# What to look for in a 60-65inch 1080 LED/LCD to get Plasma close quality?



## kat.hayes (Jul 10, 2014)

I’m considering a 60—65inch 1080 LED/LCD
The display will be used in a room that gets natural light, and some of it can be controlled with blinds.

The display will be used for DirecTV, Blu Ray, and light video games, I’m not too concerned about “Smart” features, I’m currently using an AppleTV.
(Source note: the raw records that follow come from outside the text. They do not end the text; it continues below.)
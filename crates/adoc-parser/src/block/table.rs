//! `|===` tables.
//!
//! Cells are separated by unescaped `|`. A cell may be prefixed by a spec
//! such as `a|`, `2+|` or `^.>s|`; only the style letter is kept. Cells are
//! grouped into rows by the column count, taken from `cols` or from the
//! number of cells on the first line.

use std::sync::LazyLock;

use adoc_model::{
    CellStyle, ColumnSpec, Element, Listing, Options, Paragraph, Table, TableCell, TableRow,
};
use regex::Regex;

use super::BlockParser;
use crate::error::ParseError;
use crate::reader::{Line, Reader};

static CELL_SPEC: LazyLock<Regex> = LazyLock::new(|| {
    Regex::new(r"^(?:\d+(?:\.\d+)?[+*])?[<^>]?(?:\.[<^>])?([aehlmsdv])?$").unwrap()
});

static COLUMN_SPEC: LazyLock<Regex> = LazyLock::new(|| {
    Regex::new(r"^(?:(\d+)\*)?[<^>]?(?:\.[<^>])?(\d+)?%?([aehlmsdv])?$").unwrap()
});

/// Cell text before inline parsing.
struct RawCell {
    text: String,
    style: Option<CellStyle>,
    /// Line the cell starts on, for nested parse positions.
    line: Line,
}

fn style_from_letter(letter: &str) -> CellStyle {
    match letter {
        "a" => CellStyle::AsciiDoc,
        "e" => CellStyle::Emphasis,
        "h" => CellStyle::Header,
        "l" => CellStyle::Literal,
        "m" => CellStyle::Monospace,
        "s" => CellStyle::Strong,
        _ => CellStyle::Default,
    }
}

/// Upper bound on the column count a `cols` value may declare.
const MAX_COLUMNS: usize = 1024;

/// Parse a `cols` value: `3`, `1,2`, `2*,3`, `<1,^2s`, `25%,75%`.
///
/// Returns `None` when the value declares more than [`MAX_COLUMNS`] columns.
pub(super) fn parse_columns(spec: &str) -> Option<Vec<ColumnSpec>> {
    let entries: Vec<&str> = spec
        .split([',', ';'])
        .map(str::trim)
        .filter(|e| !e.is_empty())
        .collect();

    if let [single] = entries.as_slice()
        && let Ok(count) = single.parse::<usize>()
    {
        return (count <= MAX_COLUMNS).then(|| vec![ColumnSpec::default(); count]);
    }

    let mut columns = Vec::new();
    for entry in entries {
        let Some(caps) = COLUMN_SPEC.captures(entry) else {
            columns.push(ColumnSpec::default());
            continue;
        };
        let repeat = caps
            .get(1)
            .and_then(|m| m.as_str().parse::<usize>().ok())
            .unwrap_or(1);
        let column = ColumnSpec {
            width: caps
                .get(2)
                .and_then(|m| m.as_str().parse().ok())
                .unwrap_or(1),
            style: caps
                .get(3)
                .map_or(CellStyle::Default, |m| style_from_letter(m.as_str())),
        };
        if repeat > MAX_COLUMNS - columns.len() {
            return None;
        }
        columns.extend(std::iter::repeat_n(column, repeat));
    }
    Some(columns)
}

/// Split on `|` not preceded by `\`, unescaping `\|`.
fn split_unescaped(text: &str) -> Vec<String> {
    let mut segments = vec![String::new()];
    let mut chars = text.chars().peekable();
    while let Some(c) = chars.next() {
        match c {
            '\\' if chars.peek() == Some(&'|') => {
                chars.next();
                if let Some(last) = segments.last_mut() {
                    last.push('|');
                }
            }
            '|' => segments.push(String::new()),
            _ => {
                if let Some(last) = segments.last_mut() {
                    last.push(c);
                }
            }
        }
    }
    segments
}

/// Strip a trailing cell spec (`a`, `2+`, `^s`) belonging to the next cell.
///
/// The spec must touch the separator: in `|a |b` the `a` is cell text.
/// Returns the remaining text and, when a spec was found, its style.
fn strip_cell_spec(segment: &str) -> (&str, Option<Option<CellStyle>>) {
    let (head, token) = match segment.rfind([' ', '\t']) {
        Some(pos) => (&segment[..pos], &segment[pos + 1..]),
        None => ("", segment),
    };
    if token.is_empty() {
        return (segment, None);
    }
    match CELL_SPEC.captures(token) {
        Some(caps) => (head, Some(caps.get(1).map(|m| style_from_letter(m.as_str())))),
        None => (segment, None),
    }
}

fn split_cells(lines: &[Line]) -> Vec<RawCell> {
    let mut cells: Vec<RawCell> = Vec::new();
    for line in lines {
        let segments = split_unescaped(&line.text);
        if segments.len() == 1 {
            if let Some(cell) = cells.last_mut() {
                cell.text.push('\n');
                cell.text.push_str(&segments[0]);
            }
            continue;
        }

        let mut style = None;
        let last = segments.len() - 1;
        for (index, segment) in segments.iter().enumerate() {
            let (content, spec) = if index < last {
                strip_cell_spec(segment)
            } else {
                (segment.as_str(), None)
            };
            if index == 0 {
                if !content.trim().is_empty()
                    && let Some(cell) = cells.last_mut()
                {
                    cell.text.push('\n');
                    cell.text.push_str(content.trim());
                }
            } else {
                cells.push(RawCell {
                    text: content.trim().to_owned(),
                    style,
                    line: line.clone(),
                });
            }
            style = spec.flatten();
        }
    }
    cells
}

impl BlockParser {
    pub(super) fn parse_table(
        &mut self,
        reader: &mut Reader,
        opening: &Line,
        options: Options,
    ) -> Result<Element, ParseError> {
        let lines = reader.read_until_delimiter(opening, "|===", "table")?;

        let first = lines.iter().position(|l| !l.text.trim().is_empty());
        let first_line_cells = first
            .map(|i| split_unescaped(&lines[i].text).len().saturating_sub(1))
            .unwrap_or(0);
        let implicit_header = first.is_some_and(|i| {
            first_line_cells > 0
                && lines.get(i + 1).is_some_and(|l| l.text.trim().is_empty())
                && lines[i + 2..].iter().any(|l| !l.text.trim().is_empty())
        });
        let header = !options.has_option("noheader")
            && (options.has_option("header") || implicit_header);

        let mut columns = match options.get("cols") {
            Some(cols) => parse_columns(cols).ok_or_else(|| {
                opening.syntax_error(format!(
                    "table declares more than {MAX_COLUMNS} columns: cols={cols}"
                ))
            })?,
            None => Vec::new(),
        };
        if columns.is_empty() {
            columns = vec![ColumnSpec::default(); first_line_cells.max(1)];
        }

        let raw = split_cells(&lines);
        let mut cells = Vec::with_capacity(raw.len());
        for (index, cell) in raw.into_iter().enumerate() {
            let column = columns[index % columns.len()];
            let style = cell.style.unwrap_or(column.style);
            cells.push(self.table_cell(cell, style)?);
        }

        let mut rows = Vec::new();
        let mut iter = cells.into_iter();
        loop {
            let mut row: Vec<TableCell> = iter.by_ref().take(columns.len()).collect();
            if row.is_empty() {
                break;
            }
            if row.len() < columns.len() {
                tracing::debug!(
                    line = opening.number,
                    cells = row.len(),
                    columns = columns.len(),
                    "Padding incomplete table row"
                );
                row.resize_with(columns.len(), || TableCell {
                    children: Vec::new(),
                    style: CellStyle::Default,
                });
            }
            rows.push(TableRow {
                header: header && rows.is_empty(),
                cells: row,
            });
        }

        Ok(Element::Table(Table {
            columns,
            rows,
            options,
        }))
    }

    fn table_cell(&mut self, cell: RawCell, style: CellStyle) -> Result<TableCell, ParseError> {
        let children = match style {
            CellStyle::AsciiDoc => {
                let lines = cell
                    .text
                    .lines()
                    .enumerate()
                    .map(|(i, text)| Line {
                        text: text.to_owned(),
                        number: cell.line.number + i,
                        ..cell.line.clone()
                    })
                    .collect();
                self.parse_nested(lines)?
            }
            CellStyle::Literal => vec![Element::Listing(Listing {
                style: Some("literal".to_owned()),
                lines: cell.text.lines().map(str::to_owned).collect(),
                options: Options::new(),
            })],
            _ => cell
                .text
                .split("\n\n")
                .map(str::trim)
                .filter(|p| !p.is_empty())
                .map(|p| {
                    Element::Paragraph(Paragraph {
                        children: self.inline(p),
                        options: Options::new(),
                    })
                })
                .collect(),
        };
        Ok(TableCell { children, style })
    }
}

#[cfg(test)]
mod tests {
    use super::*;
    use pretty_assertions::assert_eq;
    use std::collections::BTreeMap;

    fn parse_table(source: &str) -> Table {
        let mut reader = Reader::from_text(source, 1);
        let elements = BlockParser::new(BTreeMap::new())
            .parse_blocks(&mut reader, None)
            .unwrap();
        match elements.into_iter().next() {
            Some(Element::Table(table)) => table,
            other => panic!("expected table, got {other:?}"),
        }
    }

    fn cell_text(cell: &TableCell) -> String {
        adoc_model::plain_text(&cell.children)
    }

    #[test]
    fn test_implicit_header() {
        let table = parse_table("|===\n|Name |Value\n\n|a |1\n|===");
        assert_eq!(table.columns.len(), 2);
        assert_eq!(table.rows.len(), 2);
        assert!(table.rows[0].header);
        assert!(!table.rows[1].header);
        assert_eq!(cell_text(&table.rows[0].cells[1]), "Value");
        assert_eq!(cell_text(&table.rows[1].cells[0]), "a");
    }

    #[test]
    fn test_no_header_without_blank_line() {
        let table = parse_table("|===\n|a |b\n|c |d\n|===");
        assert!(table.rows.iter().all(|r| !r.header));
    }

    #[test]
    fn test_cols_and_one_cell_per_line() {
        let table = parse_table("[cols=\"1,3\",options=header]\n|===\n|H1\n|H2\n|x\n|y\n|===");
        assert_eq!(
            table.columns,
            vec![
                ColumnSpec {
                    width: 1,
                    style: CellStyle::Default,
                },
                ColumnSpec {
                    width: 3,
                    style: CellStyle::Default,
                },
            ]
        );
        assert_eq!(table.rows.len(), 2);
        assert!(table.rows[0].header);
        assert_eq!(cell_text(&table.rows[1].cells[1]), "y");
    }

    #[test]
    fn test_asciidoc_cell() {
        let table = parse_table("[cols=\"1,1a\"]\n|===\n|text\n|* one\n* two\n|===");
        let cell = &table.rows[0].cells[1];
        assert_eq!(cell.style, CellStyle::AsciiDoc);
        assert!(matches!(cell.children[0], Element::UnOrderedList(_)));
    }

    #[test]
    fn test_cell_spec_overrides_column() {
        let table = parse_table("|===\ns|strong |plain\n|===");
        assert_eq!(table.rows[0].cells[0].style, CellStyle::Strong);
        assert_eq!(table.rows[0].cells[1].style, CellStyle::Default);
    }

    #[test]
    fn test_escaped_separator() {
        let table = parse_table("|===\n|a \\| b |c\n|===");
        assert_eq!(table.columns.len(), 2);
        assert_eq!(cell_text(&table.rows[0].cells[0]), "a | b");
    }

    #[test]
    fn test_incomplete_row_is_padded() {
        let table = parse_table("[cols=2]\n|===\n|a |b\n|c\n|===");
        assert_eq!(table.rows.len(), 2);
        assert!(table.rows[1].cells[1].children.is_empty());
    }

    #[test]
    fn test_unterminated_table() {
        let mut reader = Reader::from_text("|===\n|a", 1);
        let error = BlockParser::new(BTreeMap::new())
            .parse_blocks(&mut reader, None)
            .unwrap_err();
        assert!(error.to_string().contains("unterminated table block"));
    }

    #[test]
    fn test_parse_columns() {
        assert_eq!(parse_columns("3").unwrap().len(), 3);
        let columns = parse_columns("2*a,1h").unwrap();
        assert_eq!(columns.len(), 3);
        assert_eq!(columns[0].style, CellStyle::AsciiDoc);
        assert_eq!(columns[2].style, CellStyle::Header);
        assert_eq!(parse_columns("25%,75%").unwrap()[1].width, 75);
    }

    #[test]
    fn test_parse_columns_rejects_excessive_counts() {
        assert_eq!(parse_columns("1024").map(|c| c.len()), Some(1024));
        assert!(parse_columns("999999999").is_none());
        assert!(parse_columns("999999999*").is_none());
        assert!(parse_columns("1000*,1000*").is_none());
    }

    #[test]
    fn test_excessive_cols_is_syntax_error() {
        let mut reader = Reader::from_text("[cols=\"999999999*\"]\n|===\n|a\n|===", 1);
        let error = BlockParser::new(BTreeMap::new())
            .parse_blocks(&mut reader, None)
            .unwrap_err();
        assert!(error.to_string().contains("more than 1024 columns"));
    }
}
I think I would have bought a Panasonic plasma if they were still readily available. With that said, can anyone please give me some general advice/recommendation on what to look for in a 60—65inch 1080 LED/LCD? What refresh rate, feature list, etc. for good visual quality?

Thanks in advance!!!!


----------



## B- one (Jan 13, 2013)

You should set a budget first! I have and would recommend the Samsung F-8500. The features are really up to you make sure to have proper inputs for your needs. I suggest you go to a store and play with the remote make sure you like it and how the set operates.


----------



## willis7469 (Jan 31, 2014)

B-one is right with the budget thing, and the remote thing. Most of us would probably overlook a bad remote or GUI, if a tv had good enough pic quality. But there are plenty who would just as easily take a step down in picture if the set is easier to navigate. 
Tvs are like speakers in their subjective nature. 
Personally I would still try to find a plasma. There are still (IMO) not that many LED backlit tvs that can deliver the same picture. I can't stand the look of 120/240hz displays. All I see is a soap opera effect. Some don't see it/don't mind it, even like it. If you want good black levels, I would say look for a local dimming set. Perimeter lit LEDs can suffer from uniformity issues, and tend to wash out blacks since individual pixels can't go totally black like plasma cells, some light bleeds through. That's where local dimming comes in. They can shut of groups of LEDs behind parts of screen that are showing the dark part of an image. They are more expensive.


----------



## RTS100x5 (Sep 12, 2009)

kat.hayes said:


> I’m considering a 60—65inch 1080 LED/LCD
> The display will be used in a room that gets natural light, and some of it can be controlled with blinds.
> 
> The display will be used for DirecTV, Blu Ray, and light video games, I’m not too concerned about “Smart” features, I’m currently using an AppleTV.
> ...


Ive sold and installed several of these SONY's... They are an EXcellent picture quality without breaking the bank

Its the KDL 65W850 A Which is a 2013 model on sale at the Best store for $1699... 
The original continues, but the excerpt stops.